Floodplains, especially along large rivers in central Europe, have been modified heavily during the last centuries. Not only floodplain losses by embankment and dikes, but also a decoupling of river hydrology by river bed incision and embankments occurred. Nevertheless, floodplains are known to act as nutrient sinks when inundated by river water during floods. Nutrients, such as nitrate, are nowadays known to be of higher concentrations than under natural conditions and can cause water quality issues. How much of this retention function is left in several highly modified European rivers?  

 

With this study, we provide an overview of our activities to quantify denitrification along large rivers in Germany and the Danube in Austria as well as in its river basin by applying models as well as field and laboratory measurements. We explore this key ecosystem function of endangered floodplain ecosystems and their potential to act as nature-based solutions to mitigate the effects of nitrate pollution.

Therefore, we modeled denitrification by a semi-empiric model for the rivers Rhine, Elbe, Main, and Weser as well as the Danube.

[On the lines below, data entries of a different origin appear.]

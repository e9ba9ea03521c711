//! Raw NV12 recorder writing frames to a file

use std::fs::File;
use std::io::{BufWriter, Write};
use std::sync::{Arc, Mutex};

use bytes::Bytes;
use flume::{Receiver, Sender, TrySendError};
use tracing::{error, info, warn};

use super::{EncodeSink, EncoderFactory, EncoderMeta, RecordFrame, RecordSlots};
use crate::buffer::BufferAllocator;
use crate::error::{Error, Result};
use crate::pipeline::task::Task;

/// Frames buffered between the capture path and the disk
const WRITE_QUEUE_DEPTH: usize = 8;

struct Running {
    tx: Sender<Bytes>,
    writer: Task<u64>,
}

/// Copies each record slot out, releases it, and appends the bytes to
/// `meta.path` on a writer thread.
pub struct FileEncoder {
    allocator: Arc<dyn BufferAllocator>,
    setup: Mutex<Option<(EncoderMeta, RecordSlots)>>,
    running: Mutex<Option<Running>>,
}

impl FileEncoder {
    pub fn new(allocator: Arc<dyn BufferAllocator>) -> Self {
        Self {
            allocator,
            setup: Mutex::new(None),
            running: Mutex::new(None),
        }
    }

    fn write_loop(rx: Receiver<Bytes>, mut out: BufWriter<File>) -> u64 {
        let mut frames = 0u64;
        // Keeps draining after a stop request until the sender is dropped.
        while let Ok(frame) = rx.recv() {
            if let Err(e) = out.write_all(&frame) {
                error!("record write failed: {}", e);
                break;
            }
            frames += 1;
        }
        if let Err(e) = out.flush() {
            warn!("record flush failed: {}", e);
        }
        frames
    }
}

impl EncodeSink for FileEncoder {
    fn init(&self, meta: &EncoderMeta, slots: RecordSlots) -> Result<()> {
        if meta.width == 0 || meta.height == 0 {
            return Err(Error::InvalidArgument(format!(
                "record size {}x{}",
                meta.width, meta.height
            )));
        }
        *self.setup.lock().unwrap_or_else(|p| p.into_inner()) = Some((meta.clone(), slots));
        Ok(())
    }

    fn start(&self) -> Result<()> {
        let path = match &*self.setup.lock().unwrap_or_else(|p| p.into_inner()) {
            Some((meta, _)) => meta.path.clone(),
            None => return Err(Error::Encoder("start before init".into())),
        };
        let mut running = self.running.lock().unwrap_or_else(|p| p.into_inner());
        if running.is_some() {
            return Ok(());
        }

        let file = File::create(&path)
            .map_err(|e| Error::Encoder(format!("{}: {}", path.display(), e)))?;
        let (tx, rx) = flume::bounded(WRITE_QUEUE_DEPTH);
        let out = BufWriter::new(file);
        let writer = Task::spawn("hdmirx-record", move |_| Self::write_loop(rx, out))?;
        info!("Record writer started for {}", path.display());
        *running = Some(Running { tx, writer });
        Ok(())
    }

    fn stop(&self) {
        let running = self.running.lock().unwrap_or_else(|p| p.into_inner()).take();
        if let Some(Running { tx, writer }) = running {
            drop(tx);
            let frames = writer.join().unwrap_or(0);
            info!("Record writer finished after {} frames", frames);
        }
    }

    fn send_frame(&self, frame: RecordFrame, _flags: u32) -> bool {
        let slots = match &*self.setup.lock().unwrap_or_else(|p| p.into_inner()) {
            Some((_, slots)) => slots.clone(),
            None => return false,
        };
        let tx = match &*self.running.lock().unwrap_or_else(|p| p.into_inner()) {
            Some(running) => running.tx.clone(),
            None => return false,
        };

        let data = match self.allocator.map(frame.handle) {
            Ok(map) => Bytes::copy_from_slice(&map[..frame.size.min(map.len())]),
            Err(e) => {
                warn!("record slot {} not mappable: {}", frame.index, e);
                return false;
            }
        };
        // The copy is ours; the slot can be reused right away.
        slots.release(frame.index);

        match tx.try_send(data) {
            Ok(()) => true,
            Err(TrySendError::Full(_)) => {
                warn!("record writer behind, dropping frame");
                false
            }
            Err(TrySendError::Disconnected(_)) => false,
        }
    }
}

impl Drop for FileEncoder {
    fn drop(&mut self) {
        self.stop();
    }
}

pub struct FileEncoderFactory {
    allocator: Arc<dyn BufferAllocator>,
}

impl FileEncoderFactory {
    pub fn new(allocator: Arc<dyn BufferAllocator>) -> Self {
        Self { allocator }
    }
}

impl EncoderFactory for FileEncoderFactory {
    fn create(&self) -> Result<Arc<dyn EncodeSink>> {
        Ok(Arc::new(FileEncoder::new(self.allocator.clone())))
    }
}

#[cfg(test)]
mod tests {
    use super::*;
    use crate::buffer::{BufferSpec, BufferUsage, HeapAllocator};
    use crate::capture::frame::PixelFormat;
    use std::time::Instant;

    #[test]
    fn frames_land_in_file_and_slots_are_released() {
        let alloc = Arc::new(HeapAllocator::memfd_only());
        let buf = alloc
            .allocate(&BufferSpec::new(4, 2, PixelFormat::Nv12, BufferUsage::ENCODER))
            .unwrap();
        alloc.map(buf.handle).unwrap()[..12].fill(0x5a);

        let path = std::env::temp_dir().join(format!("hdmirx-rec-{}.nv12", std::process::id()));
        let encoder = FileEncoder::new(alloc.clone());
        let slots = RecordSlots::new(2);
        let meta = EncoderMeta {
            width: 4,
            height: 2,
            fps: 60,
            port: super::super::DEFAULT_ENCODER_PORT,
            path: path.clone(),
        };
        encoder.init(&meta, slots.clone()).unwrap();
        encoder.start().unwrap();

        for _ in 0..2 {
            assert!(slots.acquire(1));
            let sent = encoder.send_frame(
                RecordFrame {
                    index: 1,
                    handle: buf.handle,
                    fd: buf.fd,
                    size: 12,
                    timestamp: Instant::now(),
                },
                0,
            );
            assert!(sent);
            assert!(!slots.is_in_flight(1));
        }
        encoder.stop();

        let written = std::fs::read(&path).unwrap();
        assert_eq!(written, vec![0x5a; 24]);
        std::fs::remove_file(&path).unwrap();
    }

    #[test]
    fn send_without_start_is_refused() {
        let encoder = FileEncoder::new(Arc::new(HeapAllocator::memfd_only()));
        let frame = RecordFrame {
            index: 0,
            handle: crate::buffer::BufferHandle(1),
            fd: -1,
            size: 0,
            timestamp: Instant::now(),
        };
        assert!(!encoder.send_frame(frame, 0));
    }
}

For the latter, a comparison with a statistical model based on in-site measurement on nutrient concentrations was carried out. Furthermore, we are currently estimating the denitrification potential of the Danube River by applying the semi-empirical model for in-stream retention and for floodplains, considering controlling soil physical and chemical parameters as well as flooding probabilities.

On the measurement side, we applied the acetylene inhibition method for 6 locations (113 plots) along the rivers Elbe, Rhine, Main, and Weser together with calculated average inundation time to determine upper-bound soil denitrification potential estimates. Through this combined model- and measurement-based approach, proxy-based statements were further developed on a large scale.

From all our studies we conclude that floodplains still contribute to nitrate retention in large modified rivers. Depending on the level of connectivity between rivers and their adjacent floodplains, the occurrence of frequent inundation during the year, and the way floodplains are inundated (large spatial extent vs preferential pathways carrying the water quickly through the floodplain), averaged modeled N-retention is about 400 kg N/ha/yr which is mid to upper range of reported removal rates in other systems. However, compared to the large nutrient loads and the small regular inundation extent, current floodplains alone limited in their current connectivity level are not capable to improve water quality significantly. Based on the laboratory measurements resulting in lower retention rates of 25-100 kg N/h/yr we conclude that the pH value is a key parameter that influences denitrification: thus, even in well-connected floodplains denitrification potential is comparably low due to low pH values as proved for the Elbe River. Further field studies and laboratory experiments under closer in-situ conditions are necessary to better understand which processes limit and foster denitrification. Therefore, we adapt our methods to assess actual/quasi-in-situ soil denitrification on a study site along the Havel River in spring 2022.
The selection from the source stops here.